Saved entries
//! Deterministic in-memory providers for tests.
//!
//! The camera fake counts hardware locks so tests can assert that no handle
//! leaks and that two locks are never held at once.

use std::collections::VecDeque;
use std::sync::atomic::{AtomicUsize, Ordering};
use std::sync::{Arc, Mutex};
use std::time::Duration;

use async_trait::async_trait;
use image::{Rgb, RgbImage};

use super::{
    CameraProvider, CameraStream, DeviceKind, DeviceTraits, GeoFix, GeolocationProvider,
    MediaDeviceInfo, OrientationProvider, OrientationSample, PositionOptions, ProviderError,
    TrackSettings, VideoConstraints,
};

pub(crate) fn video_device(id: &str, label: &str) -> MediaDeviceInfo {
    MediaDeviceInfo {
        device_id: id.to_string(),
        kind: DeviceKind::VideoInput,
        label: label.to_string(),
    }
}

pub(crate) fn track(
    device_id: &str,
    facing: Option<&str>,
    width: u32,
    height: u32,
) -> TrackSettings {
    TrackSettings {
        device_id: Some(device_id.to_string()),
        facing_mode: facing.map(str::to_string),
        width: Some(width),
        height: Some(height),
    }
}

#[derive(Default)]
struct LockCounter {
    live: AtomicUsize,
    peak: AtomicUsize,
}

impl LockCounter {
    fn lock(&self) {
        let now = self.live.fetch_add(1, Ordering::SeqCst) + 1;
        self.peak.fetch_max(now, Ordering::SeqCst);
    }

    fn unlock(&self) {
        self.live.fetch_sub(1, Ordering::SeqCst);
    }
}

impl std::fmt::Debug for LockCounter {
    fn fmt(&self, f: &mut std::fmt::Formatter<'_>) -> std::fmt::Result {
        f.debug_struct("LockCounter")
            .field("live", &self.live.load(Ordering::SeqCst))
            .finish()
    }
}

#[derive(Debug)]
pub(crate) struct FakeStream {
    settings: TrackSettings,
    frame: Option<(u32, u32)>,
    locks: Arc<LockCounter>,
    released: bool,
}

impl FakeStream {
    /// Standalone stream not tied to any fake camera.
    pub(crate) fn detached(settings: TrackSettings, frame: Option<(u32, u32)>) -> Self {
        let locks = Arc::new(LockCounter::default());
        locks.lock();
        Self {
            settings,
            frame,
            locks,
            released: false,
        }
    }
}

impl CameraStream for FakeStream {
    fn settings(&self) -> TrackSettings {
        self.settings.clone()
    }

    fn grab_frame(&self) -> Option<RgbImage> {
        if self.released {
            return None;
        }
        let (width, height) = self.frame?;
        Some(RgbImage::from_pixel(width, height, Rgb([200, 200, 200])))
    }

    fn is_live(&self) -> bool {
        !self.released
    }

    fn release(&mut self) {
        if !self.released {
            self.released = true;
            self.locks.unlock();
        }
    }
}

enum Scripted {
    Settle(Result<TrackSettings, ProviderError>),
    Hang,
}

pub(crate) struct FakeCamera {
    devices: Result<Vec<MediaDeviceInfo>, ProviderError>,
    outcomes: Mutex<VecDeque<Scripted>>,
    yield_on_acquire: bool,
    attempts: Mutex<Vec<VideoConstraints>>,
    enumerations: AtomicUsize,
    locks: Arc<LockCounter>,
}

impl FakeCamera {
    pub(crate) fn new(devices: Vec<MediaDeviceInfo>) -> Self {
        Self::with_enumeration(Ok(devices))
    }

    pub(crate) fn with_enumeration(devices: Result<Vec<MediaDeviceInfo>, ProviderError>) -> Self {
        Self {
            devices,
            outcomes: Mutex::new(VecDeque::new()),
            yield_on_acquire: false,
            attempts: Mutex::new(Vec::new()),
            enumerations: AtomicUsize::new(0),
            locks: Arc::new(LockCounter::default()),
        }
    }

    /// Scripts the result of the next `acquire` call. Unscripted calls fail
    /// with `NotFound`.
    pub(crate) fn then(self, outcome: Result<TrackSettings, ProviderError>) -> Self {
        self.outcomes
            .lock()
            .unwrap()
            .push_back(Scripted::Settle(outcome));
        self
    }

    /// The next `acquire` call never settles.
    pub(crate) fn then_hang(self) -> Self {
        self.outcomes.lock().unwrap().push_back(Scripted::Hang);
        self
    }

    /// Hands control back to the scheduler after every successful `acquire`,
    /// so concurrent callers interleave.
    pub(crate) fn yielding(mut self) -> Self {
        self.yield_on_acquire = true;
        self
    }

    pub(crate) fn attempts(&self) -> Vec<VideoConstraints> {
        self.attempts.lock().unwrap().clone()
    }

    pub(crate) fn enumerations(&self) -> usize {
        self.enumerations.load(Ordering::SeqCst)
    }

    pub(crate) fn live_locks(&self) -> usize {
        self.locks.live.load(Ordering::SeqCst)
    }

    pub(crate) fn peak_locks(&self) -> usize {
        self.locks.peak.load(Ordering::SeqCst)
    }
}

#[async_trait]
impl CameraProvider for FakeCamera {
    async fn enumerate(&self) -> Result<Vec<MediaDeviceInfo>, ProviderError> {
        self.enumerations.fetch_add(1, Ordering::SeqCst);
        self.devices.clone()
    }

    async fn acquire(
        &self,
        constraints: &VideoConstraints,
    ) -> Result<Box<dyn CameraStream>, ProviderError> {
        self.attempts.lock().unwrap().push(constraints.clone());
        let scripted = self.outcomes.lock().unwrap().pop_front();
        let settings = match scripted {
            Some(Scripted::Settle(outcome)) => outcome?,
            Some(Scripted::Hang) => std::future::pending().await,
            None => return Err(ProviderError::NotFound),
        };

        self.locks.lock();
        let frame = settings.width.zip(settings.height);
        let stream = Box::new(FakeStream {
            settings,
            frame,
            locks: Arc::clone(&self.locks),
            released: false,
        });
        if self.yield_on_acquire {
            tokio::task::yield_now().await;
        }
        Ok(stream)
    }
}

pub(crate) struct FakeOrientation {
    pub(crate) requires_permission: bool,
    pub(crate) grant: Result<bool, ProviderError>,
    /// `None` never fires an event, so the caller's bound must kick in.
    pub(crate) sample: Option<OrientationSample>,
}

impl FakeOrientation {
    pub(crate) fn firing(sample: OrientationSample) -> Self {
        Self {
            requires_permission: false,
            grant: Ok(true),
            sample: Some(sample),
        }
    }

    pub(crate) fn silent() -> Self {
        Self {
            requires_permission: false,
            grant: Ok(true),
            sample: None,
        }
    }
}

#[async_trait]
impl OrientationProvider for FakeOrientation {
    fn requires_permission(&self) -> bool {
        self.requires_permission
    }

    async fn request_permission(&self) -> Result<bool, ProviderError> {
        self.grant.clone()
    }

    async fn subscribe_once(&self, _timeout: Duration) -> Option<OrientationSample> {
        match self.sample {
            Some(sample) => Some(sample),
            None => std::future::pending().await,
        }
    }
}

pub(crate) struct FakeGeolocation {
    result: Option<Result<GeoFix, ProviderError>>,
    requests: Mutex<Vec<PositionOptions>>,
}

impl FakeGeolocation {
    pub(crate) fn fix(latitude: f64, longitude: f64, accuracy_m: f64) -> Self {
        Self::resolving(Ok(GeoFix {
            latitude,
            longitude,
            accuracy_m,
        }))
    }

    pub(crate) fn resolving(result: Result<GeoFix, ProviderError>) -> Self {
        Self {
            result: Some(result),
            requests: Mutex::new(Vec::new()),
        }
    }

    /// Never answers.
    pub(crate) fn hanging() -> Self {
        Self {
            result: None,
            requests: Mutex::new(Vec::new()),
        }
    }

    pub(crate) fn requests(&self) -> Vec<PositionOptions> {
        self.requests.lock().unwrap().clone()
    }
}

#[async_trait]
impl GeolocationProvider for FakeGeolocation {
    async fn get_fix(&self, options: PositionOptions) -> Result<GeoFix, ProviderError> {
        self.requests.lock().unwrap().push(options);
        match &self.result {
            Some(result) => result.clone(),
            None => std::future::pending().await,
        }
    }
}

#[derive(Default)]
pub(crate) struct FakeDevice {
    pub(crate) touch: Option<bool>,
    pub(crate) coarse: Option<bool>,
    pub(crate) vibration: Option<bool>,
    pub(crate) screen_orientation: Option<String>,
    pub(crate) connection: Option<String>,
}

impl FakeDevice {
    pub(crate) fn handheld() -> Self {
        Self {
            touch: Some(true),
            coarse: Some(true),
            vibration: Some(true),
            screen_orientation: Some("portrait-primary".into()),
            connection: Some("4g".into()),
        }
    }
}

impl DeviceTraits for FakeDevice {
    fn touch_capable(&self) -> Option<bool> {
        self.touch
    }

    fn coarse_pointer(&self) -> Option<bool> {
        self.coarse
    }

    fn vibration_supported(&self) -> Option<bool> {
        self.vibration
    }

    fn screen_orientation(&self) -> Option<String> {
        self.screen_orientation.clone()
    }

    fn connection_type(&self) -> Option<String> {
        self.connection.clone()
    }
}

Work to complete: If a line in the records contains "PositionOptions", report it.

Task response:
    MediaDeviceInfo, OrientationProvider, OrientationSample, PositionOptions, ProviderError,
    requests: Mutex<Vec<PositionOptions>>,
    pub(crate) fn requests(&self) -> Vec<PositionOptions> {
    async fn get_fix(&self, options: PositionOptions) -> Result<GeoFix, ProviderError> {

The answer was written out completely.